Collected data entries
============

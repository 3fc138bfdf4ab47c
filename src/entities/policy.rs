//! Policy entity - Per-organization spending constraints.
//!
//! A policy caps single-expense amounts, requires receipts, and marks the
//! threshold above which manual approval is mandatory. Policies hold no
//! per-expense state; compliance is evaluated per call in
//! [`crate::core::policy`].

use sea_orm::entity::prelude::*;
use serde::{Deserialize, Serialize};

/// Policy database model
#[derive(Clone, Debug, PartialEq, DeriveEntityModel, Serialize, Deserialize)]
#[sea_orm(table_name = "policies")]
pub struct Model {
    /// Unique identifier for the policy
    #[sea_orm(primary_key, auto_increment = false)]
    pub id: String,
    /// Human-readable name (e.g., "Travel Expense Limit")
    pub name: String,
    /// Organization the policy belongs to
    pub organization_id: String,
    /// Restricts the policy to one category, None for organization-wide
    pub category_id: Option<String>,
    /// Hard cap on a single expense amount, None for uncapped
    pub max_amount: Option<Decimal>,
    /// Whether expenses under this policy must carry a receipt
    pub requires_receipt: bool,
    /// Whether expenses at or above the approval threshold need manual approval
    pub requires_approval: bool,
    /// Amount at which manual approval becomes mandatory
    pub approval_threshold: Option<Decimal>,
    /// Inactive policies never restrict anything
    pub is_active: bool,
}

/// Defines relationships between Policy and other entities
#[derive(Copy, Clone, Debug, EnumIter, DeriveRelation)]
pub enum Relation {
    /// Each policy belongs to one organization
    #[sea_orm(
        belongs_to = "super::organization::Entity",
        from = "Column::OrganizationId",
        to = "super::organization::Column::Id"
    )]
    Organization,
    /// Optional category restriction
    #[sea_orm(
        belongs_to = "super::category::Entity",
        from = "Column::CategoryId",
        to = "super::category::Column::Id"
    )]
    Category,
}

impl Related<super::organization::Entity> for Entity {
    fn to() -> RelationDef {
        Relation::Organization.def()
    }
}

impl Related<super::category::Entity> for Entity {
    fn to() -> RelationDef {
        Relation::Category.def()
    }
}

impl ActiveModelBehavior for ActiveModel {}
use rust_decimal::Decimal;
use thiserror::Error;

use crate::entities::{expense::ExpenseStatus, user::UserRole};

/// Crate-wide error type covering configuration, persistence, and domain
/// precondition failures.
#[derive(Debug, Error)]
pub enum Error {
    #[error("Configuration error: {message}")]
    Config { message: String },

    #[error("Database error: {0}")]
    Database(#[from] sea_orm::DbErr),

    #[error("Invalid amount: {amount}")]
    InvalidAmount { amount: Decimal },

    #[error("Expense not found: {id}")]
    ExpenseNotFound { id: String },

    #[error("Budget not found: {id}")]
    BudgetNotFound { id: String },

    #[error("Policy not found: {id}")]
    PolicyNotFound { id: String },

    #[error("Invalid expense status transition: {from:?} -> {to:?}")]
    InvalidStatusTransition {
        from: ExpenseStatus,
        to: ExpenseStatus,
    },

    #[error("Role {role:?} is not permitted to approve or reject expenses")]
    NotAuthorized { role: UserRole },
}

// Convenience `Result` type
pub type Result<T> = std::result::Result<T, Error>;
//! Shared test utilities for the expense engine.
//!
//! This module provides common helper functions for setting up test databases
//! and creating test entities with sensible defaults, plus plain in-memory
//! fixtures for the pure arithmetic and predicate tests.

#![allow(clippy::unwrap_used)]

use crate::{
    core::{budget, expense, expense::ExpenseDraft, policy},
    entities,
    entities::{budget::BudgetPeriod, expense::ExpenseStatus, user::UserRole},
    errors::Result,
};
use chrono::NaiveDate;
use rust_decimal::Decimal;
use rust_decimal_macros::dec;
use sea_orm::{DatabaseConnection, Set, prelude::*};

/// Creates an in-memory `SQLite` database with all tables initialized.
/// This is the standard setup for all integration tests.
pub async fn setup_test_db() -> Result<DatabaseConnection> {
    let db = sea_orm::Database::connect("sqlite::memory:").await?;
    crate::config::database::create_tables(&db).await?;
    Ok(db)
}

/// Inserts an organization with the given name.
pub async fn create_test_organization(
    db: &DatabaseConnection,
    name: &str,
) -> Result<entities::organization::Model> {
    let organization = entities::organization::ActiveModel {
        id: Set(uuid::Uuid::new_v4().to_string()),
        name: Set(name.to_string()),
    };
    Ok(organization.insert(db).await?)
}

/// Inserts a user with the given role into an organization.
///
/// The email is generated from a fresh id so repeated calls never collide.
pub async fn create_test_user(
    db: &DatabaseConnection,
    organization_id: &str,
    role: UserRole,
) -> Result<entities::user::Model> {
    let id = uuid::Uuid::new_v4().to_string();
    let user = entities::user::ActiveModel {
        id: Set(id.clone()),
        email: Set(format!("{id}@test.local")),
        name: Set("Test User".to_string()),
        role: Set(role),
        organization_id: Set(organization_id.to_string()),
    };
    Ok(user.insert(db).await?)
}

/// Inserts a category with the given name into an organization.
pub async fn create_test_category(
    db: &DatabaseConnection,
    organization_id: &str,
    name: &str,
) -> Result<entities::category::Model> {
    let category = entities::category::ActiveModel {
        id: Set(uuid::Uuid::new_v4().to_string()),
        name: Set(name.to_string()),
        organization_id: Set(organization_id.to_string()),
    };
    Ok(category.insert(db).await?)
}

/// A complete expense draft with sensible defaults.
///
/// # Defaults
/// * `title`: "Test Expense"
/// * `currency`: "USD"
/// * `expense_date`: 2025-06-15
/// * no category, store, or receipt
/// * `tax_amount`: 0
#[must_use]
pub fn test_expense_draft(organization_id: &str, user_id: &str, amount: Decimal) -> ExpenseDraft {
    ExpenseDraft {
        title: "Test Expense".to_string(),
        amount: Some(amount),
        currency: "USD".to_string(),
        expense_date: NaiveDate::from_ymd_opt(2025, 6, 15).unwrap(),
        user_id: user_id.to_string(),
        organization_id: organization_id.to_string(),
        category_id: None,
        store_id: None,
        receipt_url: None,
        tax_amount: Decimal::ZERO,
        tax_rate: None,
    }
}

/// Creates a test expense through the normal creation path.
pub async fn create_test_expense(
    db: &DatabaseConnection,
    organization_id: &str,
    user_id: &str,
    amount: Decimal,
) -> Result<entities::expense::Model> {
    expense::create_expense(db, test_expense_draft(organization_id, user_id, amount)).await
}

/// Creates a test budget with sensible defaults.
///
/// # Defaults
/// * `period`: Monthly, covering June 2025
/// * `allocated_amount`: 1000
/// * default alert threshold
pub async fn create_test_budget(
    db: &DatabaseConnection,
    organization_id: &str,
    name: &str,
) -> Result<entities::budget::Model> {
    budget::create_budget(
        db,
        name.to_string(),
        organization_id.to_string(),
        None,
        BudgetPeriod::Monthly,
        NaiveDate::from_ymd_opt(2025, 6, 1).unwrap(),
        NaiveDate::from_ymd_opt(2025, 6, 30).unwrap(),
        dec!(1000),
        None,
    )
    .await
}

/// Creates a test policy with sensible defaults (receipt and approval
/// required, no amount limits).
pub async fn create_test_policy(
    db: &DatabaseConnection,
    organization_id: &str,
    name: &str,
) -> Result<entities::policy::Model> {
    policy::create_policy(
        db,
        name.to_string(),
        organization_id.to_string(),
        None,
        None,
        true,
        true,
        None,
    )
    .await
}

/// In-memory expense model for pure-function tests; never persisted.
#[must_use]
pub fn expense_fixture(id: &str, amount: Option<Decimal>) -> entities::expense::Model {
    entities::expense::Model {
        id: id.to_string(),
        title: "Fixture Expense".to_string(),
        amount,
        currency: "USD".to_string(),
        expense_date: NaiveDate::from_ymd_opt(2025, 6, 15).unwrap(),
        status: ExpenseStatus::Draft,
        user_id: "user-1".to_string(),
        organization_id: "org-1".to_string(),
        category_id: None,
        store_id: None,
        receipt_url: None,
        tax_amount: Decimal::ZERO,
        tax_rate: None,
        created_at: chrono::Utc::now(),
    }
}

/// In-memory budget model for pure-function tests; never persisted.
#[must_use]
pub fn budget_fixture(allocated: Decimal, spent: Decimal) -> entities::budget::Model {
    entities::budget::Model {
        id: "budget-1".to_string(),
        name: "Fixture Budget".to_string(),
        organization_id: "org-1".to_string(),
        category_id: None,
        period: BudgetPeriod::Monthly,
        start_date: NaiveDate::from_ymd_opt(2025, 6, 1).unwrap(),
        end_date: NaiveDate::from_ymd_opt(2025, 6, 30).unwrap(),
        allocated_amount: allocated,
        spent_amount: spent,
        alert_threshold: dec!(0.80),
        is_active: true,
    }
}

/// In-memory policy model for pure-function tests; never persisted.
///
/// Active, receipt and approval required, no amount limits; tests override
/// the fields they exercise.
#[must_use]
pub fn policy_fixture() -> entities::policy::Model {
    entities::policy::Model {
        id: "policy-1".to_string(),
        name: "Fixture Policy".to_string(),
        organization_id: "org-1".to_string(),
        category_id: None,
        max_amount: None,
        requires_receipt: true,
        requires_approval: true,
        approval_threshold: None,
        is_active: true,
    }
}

============

> _What needs to be done_:
Looking at the records above, say how many of their lines include the word "given", with no other words.

> _Output for this task_:
3